The Supreme Court has stated that it "may some day be presented with a situation in which the conduct of law enforcement agents is so outrageous that due process principles would absolutely bar the government from invoking judicial processes to obtain a conviction...." United States v. Russell, 411 U.S. 423, 431-32, 93 S.Ct. 1637, 1642, 36 L.Ed.2d 366. See also Hampton v. United States, 425 U.S. 484, 495 n. 7, 96 S.Ct. 1646, 1653 n. 7, 48 L.Ed.2d 113 (Powell, J., concurring); id. at 497, 96 S.Ct. at 1653 (Brennan, J., dissenting). We have considered such a due process defense based on a claim of outrageous governmental conduct several times. E.g., United States v. Spitz, 678 F.2d 878 (10th Cir.); United States v. Simko, 662 F.2d 656 (10th Cir.), cert. denied, 455 U.S. 913, 102 S.Ct. 1264, 71 L.Ed.2d 453; United States v. Gentry, 642 F.2d 385 (10th Cir.); United States v. Szycher, 585 F.2d 443 (10th Cir.); United States v. Spivey, 508 F.2d 146 (10th Cir.), cert. denied, 421 U.S. 949, 95 S.Ct. 1682, 44 L.Ed.2d 104. In the Szycher case we held that this issue is one for the court to decide, 585 F.2d at 445, and noted that a majority of the Supreme Court continues to recognize the possibility of a bar to prosecution under due process principles in circumstances of sufficiently offensive conduct by law enforcement authorities. Id. at 447.
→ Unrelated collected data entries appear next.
use std::time::Duration;

use chrono::Utc;

use crate::ipc::error::{err, ok};
use crate::ipc::types::{AppState, Request};
use crate::orchestrator::Orchestrator;

/// Runs one full badge-evaluation batch over the current academic year. The
/// host application triggers this roughly once a day; re-running early is
/// harmless because every rule is idempotent.
fn handle_run_batch(state: &mut AppState, req: &Request) -> serde_json::Value {
    let Some(store) = state.store.as_ref() else {
        return err(&req.id, "no_workspace", "no workspace selected", None);
    };

    let mut orchestrator = Orchestrator::new(store.clone());
    if let Some(workers) = req.params.get("workers").and_then(|v| v.as_u64()) {
        orchestrator = orchestrator.with_workers(workers as usize);
    }
    if let Some(ms) = req.params.get("studentTimeoutMs").and_then(|v| v.as_u64()) {
        orchestrator = orchestrator.with_student_timeout(Duration::from_millis(ms));
    }

    match orchestrator.run_blocking(Utc::now()) {
        Ok(summary) => match serde_json::to_value(&summary) {
            Ok(v) => ok(&req.id, v),
            Err(e) => err(&req.id, "internal", e.to_string(), None),
        },
        Err(e) => err(&req.id, "engine_failed", e.to_string(), None),
    }
}

pub fn try_handle(state: &mut AppState, req: &Request) -> Option<serde_json::Value> {
    match req.method.as_str() {
        "engine.runBatch" => Some(handle_run_batch(state, req)),
        _ => None,
    }
}
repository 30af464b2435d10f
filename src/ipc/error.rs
use serde_json::json;

pub fn ok(id: &str, result: serde_json::Value) -> serde_json::Value {
    json!({
        "id": id,
        "ok": true,
        "result": result
    })
}

pub fn err(
    id: &str,
    code: &str,
    message: impl Into<String>,
    details: Option<serde_json::Value>,
) -> serde_json::Value {
    let mut error = json!({
        "code": code,
        "message": message.into(),
    });
    if let Some(d) = details {
        error["details"] = d;
    }
    json!({
        "id": id,
        "ok": false,
        "error": error,
    })
}
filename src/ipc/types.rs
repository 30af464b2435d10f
use std::path::PathBuf;
use std::sync::Arc;

use serde::Deserialize;

use crate::store::SqliteStore;

#[derive(Debug, Deserialize, Clone)]
pub struct Request {
    pub id: String,
    pub method: String,
    #[serde(default)]
    pub params: serde_json::Value,
}

pub struct AppState {
    pub workspace: Option<PathBuf>,
    pub store: Option<Arc<SqliteStore>>,
}
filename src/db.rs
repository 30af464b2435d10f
use rusqlite::Connection;
use std::path::Path;

/// Opens (creating if needed) the school workspace database. All timestamps
/// are stored as RFC 3339 text in UTC.
pub fn open_db(workspace: &Path) -> anyhow::Result<Connection> {
    std::fs::create_dir_all(workspace)?;
    let db_path = workspace.join("school.sqlite3");
    let conn = Connection::open(db_path)?;
    init_schema(&conn)?;
    Ok(conn)
}

/// In-memory variant for tests.
pub fn open_in_memory() -> anyhow::Result<Connection> {
    let conn = Connection::open_in_memory()?;
    init_schema(&conn)?;
    Ok(conn)
}

fn init_schema(conn: &Connection) -> anyhow::Result<()> {
    conn.execute("PRAGMA foreign_keys = ON", [])?;

    conn.execute(
        "CREATE TABLE IF NOT EXISTS academic_years(
            id TEXT PRIMARY KEY,
            label TEXT NOT NULL,
            is_current INTEGER NOT NULL DEFAULT 0
        )",
        [],
    )?;

    conn.execute(
        "CREATE TABLE IF NOT EXISTS students(
            id TEXT PRIMARY KEY,
            year_id TEXT NOT NULL,
            total_xp INTEGER NOT NULL DEFAULT 0,
            FOREIGN KEY(year_id) REFERENCES academic_years(id)
        )",
        [],
    )?;
    conn.execute(
        "CREATE INDEX IF NOT EXISTS idx_students_year ON students(year_id)",
        [],
    )?;

    conn.execute(
        "CREATE TABLE IF NOT EXISTS classrooms(
            id TEXT PRIMARY KEY,
            year_id TEXT NOT NULL,
            subject TEXT NOT NULL,
            grade_level TEXT NOT NULL,
            FOREIGN KEY(year_id) REFERENCES academic_years(id)
        )",
        [],
    )?;
    conn.execute(
        "CREATE INDEX IF NOT EXISTS idx_classrooms_year ON classrooms(year_id)",
        [],
    )?;

    conn.execute(
        "CREATE TABLE IF NOT EXISTS enrollments(
            classroom_id TEXT NOT NULL,
            student_id TEXT NOT NULL,
            PRIMARY KEY(classroom_id, student_id),
            FOREIGN KEY(classroom_id) REFERENCES classrooms(id),
            FOREIGN KEY(student_id) REFERENCES students(id)
        )",
        [],
    )?;
    conn.execute(
        "CREATE INDEX IF NOT EXISTS idx_enrollments_student ON enrollments(student_id)",
        [],
    )?;

    conn.execute(
        "CREATE TABLE IF NOT EXISTS grades(
            id TEXT PRIMARY KEY,
            year_id TEXT NOT NULL,
            student_id TEXT NOT NULL,
            subject TEXT NOT NULL,
            kind TEXT NOT NULL,
            value TEXT NOT NULL,
            date TEXT NOT NULL,
            FOREIGN KEY(year_id) REFERENCES academic_years(id),
            FOREIGN KEY(student_id) REFERENCES students(id)
        )",
        [],
    )?;
    conn.execute(
        "CREATE INDEX IF NOT EXISTS idx_grades_year_student ON grades(year_id, student_id)",
        [],
    )?;

    conn.execute(
        "CREATE TABLE IF NOT EXISTS absences(
            id TEXT PRIMARY KEY,
            year_id TEXT NOT NULL,
            student_id TEXT NOT NULL,
            date TEXT NOT NULL,
            status TEXT NOT NULL,
            FOREIGN KEY(year_id) REFERENCES academic_years(id),
            FOREIGN KEY(student_id) REFERENCES students(id)
        )",
        [],
    )?;
    conn.execute(
        "CREATE INDEX IF NOT EXISTS idx_absences_year_student ON absences(year_id, student_id)",
        [],
    )?;

    conn.execute(
        "CREATE TABLE IF NOT EXISTS assignments(
            id TEXT PRIMARY KEY,
            year_id TEXT NOT NULL,
            classroom_id TEXT NOT NULL,
            kind TEXT NOT NULL,
            due_at TEXT NOT NULL,
            FOREIGN KEY(year_id) REFERENCES academic_years(id),
            FOREIGN KEY(classroom_id) REFERENCES classrooms(id)
        )",
        [],
    )?;
    conn.execute(
        "CREATE INDEX IF NOT EXISTS idx_assignments_year ON assignments(year_id)",
        [],
    )?;

    conn.execute(
        "CREATE TABLE IF NOT EXISTS submissions(
            id TEXT PRIMARY KEY,
            year_id TEXT NOT NULL,
            student_id TEXT NOT NULL,
            assignment_id TEXT NOT NULL,
            submitted_at TEXT NOT NULL,
            FOREIGN KEY(year_id) REFERENCES academic_years(id),
            FOREIGN KEY(student_id) REFERENCES students(id),
            FOREIGN KEY(assignment_id) REFERENCES assignments(id)
        )",
        [],
    )?;
    conn.execute(
        "CREATE INDEX IF NOT EXISTS idx_submissions_year_student ON submissions(year_id, student_id)",
        [],
    )?;

    conn.execute(
        "CREATE TABLE IF NOT EXISTS user_events(
            id TEXT PRIMARY KEY,
            year_id TEXT NOT NULL,
            student_id TEXT NOT NULL,
            event_name TEXT NOT NULL,
            occurred_at TEXT NOT NULL,
            details TEXT NOT NULL DEFAULT '{}',
            FOREIGN KEY(year_id) REFERENCES academic_years(id),
            FOREIGN KEY(student_id) REFERENCES students(id)
        )",
        [],
    )?;
    conn.execute(
        "CREATE INDEX IF NOT EXISTS idx_user_events_year_student ON user_events(year_id, student_id)",
        [],
    )?;

    conn.execute(
        "CREATE TABLE IF NOT EXISTS announcements(
            id TEXT PRIMARY KEY,
            year_id TEXT NOT NULL,
            created_at TEXT NOT NULL,
            FOREIGN KEY(year_id) REFERENCES academic_years(id)
        )",
        [],
    )?;
    conn.execute(
        "CREATE INDEX IF NOT EXISTS idx_announcements_year ON announcements(year_id)",
        [],
    )?;

    // Lifetime badge history: not year-scoped, append-only from the engine's
    // side. seen_by_user belongs to the UI.
    conn.execute(
        "CREATE TABLE IF NOT EXISTS earned_badges(
            id TEXT PRIMARY KEY,
            student_id TEXT NOT NULL,
            badge_id TEXT NOT NULL,
            earned_at TEXT NOT NULL,
            seen_by_user INTEGER NOT NULL DEFAULT 0,
            source_document_id TEXT,
            details TEXT NOT NULL DEFAULT '',
            FOREIGN KEY(student_id) REFERENCES students(id)
        )",
        [],
    )?;
    conn.execute(
        "CREATE INDEX IF NOT EXISTS idx_earned_badges_student ON earned_badges(student_id)",
        [],
    )?;
    conn.execute(
        "CREATE INDEX IF NOT EXISTS idx_earned_badges_student_badge ON earned_badges(student_id, badge_id)",
        [],
    )?;

    Ok(())
}
mod error;
mod handlers;
mod router;
mod types;

pub use router::handle_request;
pub use types::{AppState, Request};
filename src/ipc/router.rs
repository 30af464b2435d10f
use super::handlers;
use super::types::{AppState, Request};
use crate::ipc::error::err;

pub fn handle_request(state: &mut AppState, req: Request) -> serde_json::Value {
    if let Some(resp) = handlers::core::try_handle(state, &req) {
        return resp;
    }
    if let Some(resp) = handlers::engine::try_handle(state, &req) {
        return resp;
    }
    if let Some(resp) = handlers::activity::try_handle(state, &req) {
        return resp;
    }
    if let Some(resp) = handlers::badges::try_handle(state, &req) {
        return resp;
    }

    err(
        &req.id,
        "not_implemented",
        format!("unknown method: {}", req.method),
        None,
    )
}
//! Grade-derived badges: per-grade thresholds, per-subject aggregates and
//! sequences, and the cross-subject 30-day hat-trick. Grade scale is 0-20;
//! values that fail numeric parsing are invisible to every rule here.

use std::collections::BTreeMap;

use chrono::{DateTime, Duration, Utc};

use crate::grade::normalize_grade;
use crate::model::{Candidate, DedupKey, Snapshot};

#[derive(Debug, Clone)]
struct NumGrade {
    id: String,
    subject: String,
    kind: String,
    value: f64,
    date: DateTime<Utc>,
}

/// Numeric view of the snapshot's grades. Subjects are trimmed for grouping;
/// ordering is date-ascending with the id as a deterministic tie-break.
fn numeric_grades(snapshot: &Snapshot) -> Vec<NumGrade> {
    let mut grades: Vec<NumGrade> = snapshot
        .grades
        .iter()
        .filter_map(|g| {
            normalize_grade(&g.value).map(|value| NumGrade {
                id: g.id.clone(),
                subject: g.subject.trim().to_string(),
                kind: g.kind.clone(),
                value,
                date: g.date,
            })
        })
        .collect();
    grades.sort_by(|a, b| a.date.cmp(&b.date).then_with(|| a.id.cmp(&b.id)));
    grades
}

fn by_subject(grades: &[NumGrade]) -> BTreeMap<&str, Vec<&NumGrade>> {
    let mut map: BTreeMap<&str, Vec<&NumGrade>> = BTreeMap::new();
    for g in grades {
        map.entry(g.subject.as_str()).or_default().push(g);
    }
    map
}

fn keyed(badge_id: &'static str, key: &str, details: String) -> Candidate {
    Candidate {
        badge_id,
        dedup: DedupKey::Keyed(key.to_string()),
        details,
    }
}

fn thresholds(grades: &[NumGrade], out: &mut Vec<Candidate>) {
    for g in grades {
        if g.value >= 19.0 {
            out.push(keyed(
                "high_flyer",
                &g.id,
                format!("Scored {} in {}", g.value, g.subject),
            ));
        }
        if (g.value - 20.0).abs() < 1e-9 {
            out.push(keyed(
                "flawless_victory",
                &g.id,
                format!("Perfect 20 in {}", g.subject),
            ));
        }
        if g.kind == "participation" && g.value > 18.0 {
            out.push(keyed(
                "active_citizen",
                &g.id,
                format!("Participation grade {} in {}", g.value, g.subject),
            ));
        }
        if g.kind == "project" && g.value > 17.0 {
            out.push(keyed(
                "team_player",
                &g.id,
                format!("Project grade {} in {}", g.value, g.subject),
            ));
        }
    }
}

/// Per subject: at least 3 numeric grades averaging above 18. Keyed on the
/// trimmed subject itself; this replaces the old substring probe over the
/// award's details text, which could collide on subjects whose names contain
/// one another.
fn subject_master(grades: &[NumGrade], out: &mut Vec<Candidate>) {
    for (subject, list) in by_subject(grades) {
        if list.len() < 3 {
            continue;
        }
        let avg = list.iter().map(|g| g.value).sum::<f64>() / list.len() as f64;
        if avg > 18.0 {
            out.push(keyed(
                "subject_master",
                subject,
                format!("Average {:.1} across {} grades in {}", avg, list.len(), subject),
            ));
        }
    }
}

/// Within a subject's date-ordered grades: a jump of at least 5 points over
/// the previous grade, keyed on the improving grade.
fn comeback_king(grades: &[NumGrade], out: &mut Vec<Candidate>) {
    for (subject, list) in by_subject(grades) {
        for pair in list.windows(2) {
            if pair[1].value >= pair[0].value + 5.0 {
                out.push(keyed(
                    "comeback_king",
                    &pair[1].id,
                    format!(
                        "Improved from {} to {} in {}",
                        pair[0].value, pair[1].value, subject
                    ),
                ));
            }
        }
    }
}

/// Three consecutive grades above 15 within one subject, keyed on the grade
/// that closes the run. Overlapping runs each award once.
fn marathon_runner(grades: &[NumGrade], out: &mut Vec<Candidate>) {
    for (subject, list) in by_subject(grades) {
        for trio in list.windows(3) {
            if trio.iter().all(|g| g.value > 15.0) {
                out.push(keyed(
                    "marathon_runner",
                    &trio[2].id,
                    format!("Three grades above 15 in a row in {}", subject),
                ));
            }
        }
    }
}

/// Grades of 18+ in at least 3 distinct subjects, all within a 30-day window
/// (inclusive). Chronological greedy scan: the first qualifying window wins
/// and the scan stops.
fn knowledge_hat_trick(grades: &[NumGrade], out: &mut Vec<Candidate>) {
    let qualifying: Vec<&NumGrade> = grades.iter().filter(|g| g.value >= 18.0).collect();
    let mut start = 0;
    for end in 0..qualifying.len() {
        while qualifying[end].date - qualifying[start].date > Duration::days(30) {
            start += 1;
        }
        let window = &qualifying[start..=end];
        let mut subjects: Vec<&str> = window.iter().map(|g| g.subject.as_str()).collect();
        subjects.sort_unstable();
        subjects.dedup();
        if subjects.len() >= 3 {
            out.push(Candidate {
                badge_id: "knowledge_hat_trick",
                dedup: DedupKey::Singleton,
                details: format!(
                    "Grades of 18+ in {} subjects within 30 days",
                    subjects.len()
                ),
            });
            return;
        }
    }
}

fn consistent_performer(grades: &[NumGrade], out: &mut Vec<Candidate>) {
    if grades.len() < 5 {
        return;
    }
    let avg = grades.iter().map(|g| g.value).sum::<f64>() / grades.len() as f64;
    if avg > 15.0 {
        out.push(Candidate {
            badge_id: "consistent_performer",
            dedup: DedupKey::Singleton,
            details: format!("Overall average {:.1} across {} grades", avg, grades.len()),
        });
    }
}

pub fn evaluate(snapshot: &Snapshot) -> Vec<Candidate> {
    let grades = numeric_grades(snapshot);
    let mut out = Vec::new();
    thresholds(&grades, &mut out);
    subject_master(&grades, &mut out);
    comeback_king(&grades, &mut out);
    marathon_runner(&grades, &mut out);
    knowledge_hat_trick(&grades, &mut out);
    consistent_performer(&grades, &mut out);
    out
}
Here Biswell relies mainly on United States v. Twigg, 588 F.2d 373 (3d Cir.); United States v. Batres-Santolino, 521 F.Supp. 744 (N.D.Cal.); and United States v. Jannotti, 501 F.Supp. 1182 (E.D.Pa.), in support of his contention that due process principles prohibit his conviction. Even considering the record in the most favorable light for him, including his offer of proof, II R. 8-10, and all the evidence such as testimony that the agents were "really persistent," we are convinced the conduct was not so outrageous as to bar this prosecution. See United States v. Monaco, 700 F.2d 577, ---- (10th Cir. 1983). 2

The cases do not persuade us that the due process defense was established. For example, in Twigg, the Third Circuit reversed all but one of defendants' convictions based on the overinvolvement of government agents in an illegal drug manufacturing operation. The federal agents, through an informant, suggested the creation of a laboratory to produce methamphetamine. The agents supplied a farmhouse for the laboratory, about 20% of the laboratory glassware, and an essential ingredient required in the manufacturing process. 588 F.2d at 375. The government's informant "was completely in charge of the entire laboratory," id. at 376, and the assistance given by defendants was minimal. Id. at 381. About five months after the...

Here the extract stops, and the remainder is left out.